Figure 3-5: Viral Pathways and Immune Response
Primary viral infection can generate three types of immune responses. (1) A typical infection proceeds to the acute stage (influenza or cold) and is acted upon by the innate and adaptive immune system and then usually resolves (goes away without consequences). However, acute primary infections can also lead to latency or chronic illness (as with some herpes viruses). In the absence of an adequate immune response, a primary viral infection can proceed directly to (2) latency, or (3) chronic illness (as in chronic hepatitis C).
Resolution of Infection and Return to Normal: As the immune system is responding to viral infection, the virus goes through its own process and eventually is shed from the body.
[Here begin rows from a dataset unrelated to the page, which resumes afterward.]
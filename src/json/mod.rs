//! JSON-encoded tree input.
//!
//! Trees built in Rust are well-typed, but trees that arrive from outside the
//! process are not. This module decodes a JSON document into a
//! [`TreeValue`], routing every node through the [node builder](crate::builder)
//! and rejecting anything that does not have the descriptor shape.
//!
//! # Format
//!
//! | JSON                               | Tree value                     |
//! |------------------------------------|--------------------------------|
//! | `null`                             | absent                         |
//! | `true` / `false`                   | boolean                        |
//! | number                             | number                         |
//! | string                             | text                           |
//! | array                              | sequence                       |
//! | `{"tag": ..., "props": {...}}`     | built node                     |
//!
//! `tag` is a string (element name, or a registered compound component) or
//! `null` (fragment). Inside `props`, `children` holds a nested tree value
//! and every other entry is an attribute whose value must be a string,
//! number, boolean or `null` (unset).
//!
//! ```
//! use markup_tree::json;
//! use markup_tree::serial::serialize;
//!
//! let tree = json::from_str(r#"
//!     {"tag": "Foo", "props": {"children": [
//!         {"tag": "Bar", "props": {"hello": "world"}},
//!         {"tag": "Baz", "props": {}}
//!     ]}}
//! "#).unwrap();
//! assert_eq!(serialize(&tree), r#"<Foo><Bar hello="world"/><Baz/></Foo>"#);
//! ```

use std::collections::HashMap;
use std::fmt;

use serde_json::{Map, Value};
use tracing::trace;

use crate::builder::{build, Component, CompoundFn};
use crate::error::DecodeError;
use crate::tree::{AttrValue, Props, TreeValue, CHILDREN_KEY};

const TAG_KEY: &str = "tag";
const PROPS_KEY: &str = "props";

/// Decodes JSON trees, optionally expanding registered compound components.
///
/// # Examples
///
/// ```
/// use markup_tree::builder::element;
/// use markup_tree::json::Decoder;
/// use markup_tree::serial::serialize;
/// use markup_tree::tree::Props;
///
/// let decoder = Decoder::new().with_component("Shout", |props: Props| {
///     let (children, _) = props.into_parts();
///     element("Text", Props::new().attr("size", 20).children(children))
/// });
/// let tree = decoder
///     .decode_str(r#"{"tag": "Shout", "props": {"children": "hi"}}"#)
///     .unwrap();
/// assert_eq!(serialize(&tree), r#"<Text size="20">hi</Text>"#);
/// ```
#[derive(Default, Clone)]
pub struct Decoder {
    components: HashMap<String, CompoundFn>,
}

impl fmt::Debug for Decoder {
    fn fmt(&self, f: &mut fmt::Formatter<'_>) -> fmt::Result {
        let mut names: Vec<&str> = self.components.keys().map(String::as_str).collect();
        names.sort_unstable();
        f.debug_struct("Decoder").field("components", &names).finish()
    }
}

impl Decoder {
    /// Creates a decoder with no registered components.
    #[must_use]
    pub fn new() -> Self {
        Self::default()
    }

    /// Registers a compound component under `name`.
    ///
    /// A node whose `tag` equals `name` is expanded through `f` instead of
    /// becoming an element with that tag.
    #[must_use]
    pub fn with_component<F>(mut self, name: impl Into<String>, f: F) -> Self
    where
        F: Fn(Props) -> TreeValue + Send + Sync + 'static,
    {
        self.components.insert(name.into(), std::sync::Arc::new(f));
        self
    }

    /// Decodes a JSON string.
    ///
    /// # Errors
    ///
    /// Returns [`DecodeError::Json`] if the input is not JSON, or any error
    /// [`decode_value`](Self::decode_value) can return.
    pub fn decode_str(&self, input: &str) -> Result<TreeValue, DecodeError> {
        let value: Value = serde_json::from_str(input)?;
        self.decode_value(&value)
    }

    /// Decodes an already-parsed JSON value.
    ///
    /// # Errors
    ///
    /// Returns [`DecodeError::MalformedNode`] if an object does not have the
    /// node descriptor shape, and [`DecodeError::Build`] if a `tag` is not a
    /// string or `null`.
    pub fn decode_value(&self, value: &Value) -> Result<TreeValue, DecodeError> {
        let mut path = String::new();
        self.decode_tree(value, &mut path)
    }

    fn decode_tree(&self, value: &Value, path: &mut String) -> Result<TreeValue, DecodeError> {
        match value {
            Value::Null => Ok(TreeValue::Absent),
            Value::Bool(b) => Ok(TreeValue::Bool(*b)),
            Value::Number(n) => Ok(TreeValue::Number(number_to_f64(n))),
            Value::String(s) => Ok(TreeValue::Text(s.clone())),
            Value::Array(items) => {
                let mut out = Vec::with_capacity(items.len());
                for (i, item) in items.iter().enumerate() {
                    let len = path.len();
                    push_segment(path, &i.to_string());
                    out.push(self.decode_tree(item, path)?);
                    path.truncate(len);
                }
                Ok(TreeValue::Sequence(out))
            }
            Value::Object(object) => self.decode_node(object, path),
        }
    }

    fn decode_node(&self, object: &Map<String, Value>, path: &mut String) -> Result<TreeValue, DecodeError> {
        if let Some(key) = object.keys().find(|k| *k != TAG_KEY && *k != PROPS_KEY) {
            return Err(malformed(path, format!("unexpected key `{key}`")));
        }
        let Some(tag) = object.get(TAG_KEY) else {
            return Err(malformed(path, "missing `tag`"));
        };
        let Some(props) = object.get(PROPS_KEY) else {
            return Err(malformed(path, "missing `props`"));
        };

        let component = {
            let len = path.len();
            push_segment(path, TAG_KEY);
            let component = Component::from_json(tag).map_err(|source| DecodeError::Build {
                path: display_path(path),
                source,
            })?;
            path.truncate(len);
            component
        };

        let len = path.len();
        push_segment(path, PROPS_KEY);
        let props = self.decode_props(props, path)?;
        path.truncate(len);

        let component = match component {
            Component::Tag(name) => match self.components.get(&name) {
                Some(f) => {
                    trace!(component = %name, "expanding registered component");
                    Component::Compound(f.clone())
                }
                None => Component::Tag(name),
            },
            other => other,
        };
        Ok(build(component, props))
    }

    fn decode_props(&self, value: &Value, path: &mut String) -> Result<Props, DecodeError> {
        let Value::Object(entries) = value else {
            return Err(malformed(path, format!("`props` must be an object, found {}", kind(value))));
        };
        let mut props = Props::new();
        for (key, value) in entries {
            let len = path.len();
            push_segment(path, key);
            if key == CHILDREN_KEY {
                props.set_children(self.decode_tree(value, path)?);
            } else {
                props.insert(key.as_str(), decode_attr(value, path)?);
            }
            path.truncate(len);
        }
        Ok(props)
    }
}

/// Decodes a JSON string with a default [`Decoder`].
///
/// # Errors
///
/// See [`Decoder::decode_str`].
pub fn from_str(input: &str) -> Result<TreeValue, DecodeError> {
    Decoder::new().decode_str(input)
}

/// Decodes a parsed JSON value with a default [`Decoder`].
///
/// # Errors
///
/// See [`Decoder::decode_value`].
pub fn from_value(value: &Value) -> Result<TreeValue, DecodeError> {
    Decoder::new().decode_value(value)
}

fn decode_attr(value: &Value, path: &str) -> Result<AttrValue, DecodeError> {
    match value {
        Value::Null => Ok(AttrValue::Unset),
        Value::Bool(b) => Ok(AttrValue::Bool(*b)),
        Value::Number(n) => Ok(AttrValue::Number(number_to_f64(n))),
        Value::String(s) => Ok(AttrValue::Text(s.clone())),
        Value::Array(_) | Value::Object(_) => Err(malformed(
            path,
            format!("attribute values must be scalars, found {}", kind(value)),
        )),
    }
}

#[allow(clippy::cast_precision_loss)]
fn number_to_f64(n: &serde_json::Number) -> f64 {
    n.as_f64()
        .or_else(|| n.as_i64().map(|i| i as f64))
        .or_else(|| n.as_u64().map(|u| u as f64))
        .unwrap_or(f64::NAN)
}

fn kind(value: &Value) -> &'static str {
    match value {
        Value::Null => "null",
        Value::Bool(_) => "boolean",
        Value::Number(_) => "number",
        Value::String(_) => "string",
        Value::Array(_) => "array",
        Value::Object(_) => "object",
    }
}

/// Appends a JSON-pointer segment, escaping `~` and `/`.
fn push_segment(path: &mut String, segment: &str) {
    path.push('/');
    for ch in segment.chars() {
        match ch {
            '~' => path.push_str("~0"),
            '/' => path.push_str("~1"),
            _ => path.push(ch),
        }
    }
}

fn display_path(path: &str) -> String {
    if path.is_empty() {
        "/".to_string()
    } else {
        path.to_string()
    }
}

fn malformed(path: &str, message: impl Into<String>) -> DecodeError {
    DecodeError::MalformedNode {
        path: display_path(path),
        message: message.into(),
    }
}

#[cfg(test)]
#[allow(clippy::unwrap_used)]
mod tests {
    use super::*;
    use crate::builder::element;
    use crate::error::BuildError;
    use crate::serial::serialize;
    use serde_json::json;

    #[test]
    fn test_decode_scalars() {
        assert_eq!(from_value(&json!(null)).unwrap(), TreeValue::Absent);
        assert_eq!(from_value(&json!(true)).unwrap(), TreeValue::Bool(true));
        assert_eq!(from_value(&json!(3)).unwrap(), TreeValue::Number(3.0));
        assert_eq!(from_value(&json!("x")).unwrap(), TreeValue::from("x"));
    }

    #[test]
    fn test_decode_node_builds_element() {
        let tree = from_value(&json!({"tag": "Layer", "props": {"name": "roads", "children": "x"}})).unwrap();
        let node = tree.as_node().unwrap();
        assert_eq!(node.tag(), Some("Layer"));
        assert_eq!(node.props().get("name"), Some(&AttrValue::from("roads")));
        assert_eq!(node.props().get_children(), &TreeValue::from("x"));
    }

    #[test]
    fn test_decode_fragment() {
        let tree = from_value(&json!({"tag": null, "props": {"children": ["a", "b"]}})).unwrap();
        assert!(tree.as_node().unwrap().is_fragment());
        assert_eq!(serialize(&tree), "ab");
    }

    #[test]
    fn test_decode_null_attribute_is_unset() {
        let tree = from_value(&json!({"tag": "A", "props": {"x": null, "y": 1}})).unwrap();
        assert_eq!(serialize(&tree), r#"<A y="1"/>"#);
    }

    #[test]
    fn test_decode_keeps_attribute_order() {
        let tree = from_str(r#"{"tag": "A", "props": {"zeta": 1, "alpha": 2}}"#).unwrap();
        assert_eq!(serialize(&tree), r#"<A zeta="1" alpha="2"/>"#);
    }

    #[test]
    fn test_invalid_tag_kind() {
        let err = from_value(&json!({"tag": 7, "props": {}})).unwrap_err();
        match err {
            DecodeError::Build { path, source } => {
                assert_eq!(path, "/tag");
                assert_eq!(source, BuildError::InvalidComponentKind { found: "number" });
            }
            other => panic!("unexpected error: {other}"),
        }
    }

    #[test]
    fn test_missing_tag_is_malformed() {
        let err = from_value(&json!([1, {"props": {}}])).unwrap_err();
        assert!(matches!(err, DecodeError::MalformedNode { ref path, .. } if path == "/1"));
        assert!(err.to_string().contains("missing `tag`"));
    }

    #[test]
    fn test_missing_props_is_malformed() {
        let err = from_value(&json!({"tag": "A"})).unwrap_err();
        assert_eq!(err.path(), Some("/"));
        assert!(err.to_string().contains("missing `props`"));
    }

    #[test]
    fn test_unexpected_key_is_malformed() {
        let err = from_value(&json!({"tag": "A", "props": {}, "elem": "A"})).unwrap_err();
        assert!(err.to_string().contains("unexpected key `elem`"));
    }

    #[test]
    fn test_non_object_props_is_malformed() {
        let err = from_value(&json!({"tag": "A", "props": [1]})).unwrap_err();
        assert_eq!(err.path(), Some("/props"));
    }

    #[test]
    fn test_compound_attribute_is_malformed() {
        let err = from_value(&json!({"tag": "A", "props": {"children": [
            {"tag": "B", "props": {"a/b": {"nested": true}}}
        ]}}))
        .unwrap_err();
        assert_eq!(err.path(), Some("/props/children/0/props/a~1b"));
    }

    #[test]
    fn test_registered_component_expands() {
        let decoder = Decoder::new().with_component("Pair", |_| {
            TreeValue::from(vec![element("A", Props::new()), element("B", Props::new())])
        });
        let tree = decoder
            .decode_value(&json!({"tag": "Root", "props": {"children": {"tag": "Pair", "props": {}}}}))
            .unwrap();
        assert_eq!(serialize(&tree), "<Root><A/><B/></Root>");
    }

    #[test]
    fn test_invalid_json() {
        assert!(matches!(from_str("{not json"), Err(DecodeError::Json(_))));
    }

    #[test]
    fn test_decoder_debug_lists_components() {
        let decoder = Decoder::new()
            .with_component("B", |_| TreeValue::Absent)
            .with_component("A", |_| TreeValue::Absent);
        assert_eq!(format!("{decoder:?}"), r#"Decoder { components: ["A", "B"] }"#);
    }
}
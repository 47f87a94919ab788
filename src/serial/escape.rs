//! Escaping for the two text contexts of the output.
//!
//! Element text escapes `&`, `<` and `>`; quotes are left alone.
//!
//! Attribute values pick their delimiter per value: a value that contains a
//! `"` but no `'` is wrapped in single quotes, anything else in double
//! quotes. Inside either delimiter `&` and `<` are escaped; `"` is escaped
//! only inside double quotes. `>` and `'` are never escaped in attributes.

/// The quote character used to delimit an attribute value.
#[derive(Debug, Clone, Copy, PartialEq, Eq)]
pub enum Quote {
    /// `"`
    Double,
    /// `'`
    Single,
}

impl Quote {
    /// The delimiter character.
    #[must_use]
    pub fn as_char(self) -> char {
        match self {
            Self::Double => '"',
            Self::Single => '\'',
        }
    }
}

/// Chooses the delimiter for an attribute value.
#[must_use]
pub fn attr_quote(value: &str) -> Quote {
    if value.contains('"') && !value.contains('\'') {
        Quote::Single
    } else {
        Quote::Double
    }
}

/// Appends `text` to `out`, escaped as element content.
pub fn write_escaped_text(out: &mut String, text: &str) {
    for ch in text.chars() {
        match ch {
            '&' => out.push_str("&amp;"),
            '<' => out.push_str("&lt;"),
            '>' => out.push_str("&gt;"),
            _ => out.push(ch),
        }
    }
}

/// Appends `value` to `out`, escaped for an attribute delimited by `quote`.
///
/// The delimiters themselves are not written.
pub fn write_escaped_attr(out: &mut String, value: &str, quote: Quote) {
    for ch in value.chars() {
        match ch {
            '&' => out.push_str("&amp;"),
            '<' => out.push_str("&lt;"),
            '"' if quote == Quote::Double => out.push_str("&quot;"),
            _ => out.push(ch),
        }
    }
}

/// Escapes `text` as element content.
///
/// # Examples
///
/// ```
/// use markup_tree::serial::escape::escape_text;
///
/// assert_eq!(escape_text("<Bar/>"), "&lt;Bar/&gt;");
/// ```
#[must_use]
pub fn escape_text(text: &str) -> String {
    let mut out = String::with_capacity(text.len());
    write_escaped_text(&mut out, text);
    out
}

/// Escapes `value` as a complete attribute value, delimiters included.
///
/// # Examples
///
/// ```
/// use markup_tree::serial::escape::escape_attr;
///
/// assert_eq!(escape_attr("a & b"), "\"a &amp; b\"");
/// assert_eq!(escape_attr("say \"hi\""), "'say \"hi\"'");
/// ```
#[must_use]
pub fn escape_attr(value: &str) -> String {
    let quote = attr_quote(value);
    let mut out = String::with_capacity(value.len() + 2);
    out.push(quote.as_char());
    write_escaped_attr(&mut out, value, quote);
    out.push(quote.as_char());
    out
}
Once outside the body, it remains active and may infect other people, thereby continuing the cycle of immune response and viral replication. The best-case scenario is when the immune system completely eliminates all viral residue so that no viral particles remain dormant inside the body. The worst-case scenario is if the virus takes up permanent residency in the body's tissues. However, if all goes well, the infected individual returns to normal and the immune system is readied for the next challenge.
Absence of the Immune Response: As you have seen in this chapter, under normal and reasonable circumstances, the immune system is more than capable of neutralizing viral infections. However, due to the overwhelming amounts of environmental toxins, the effects of stress, improper diet, and other factors that suppress immune function, the immune response is sometimes unable to effectively deal with the challenge of infection. In these cases, complete resolution does not occur and the virus either enters a latent stage or produces a chronic infection, causing increasing symptoms.
Often the manifestation of these symptoms is completely different from an active infection. For example, multiple sclerosis can be caused by an autoimmune response, which could have been triggered by a viral infection. Looking at the symptomatic presentation alone and giving immune suppressing drugs can temporarily reduce symptoms but further weaken the immune system's ability to neutralize the virus.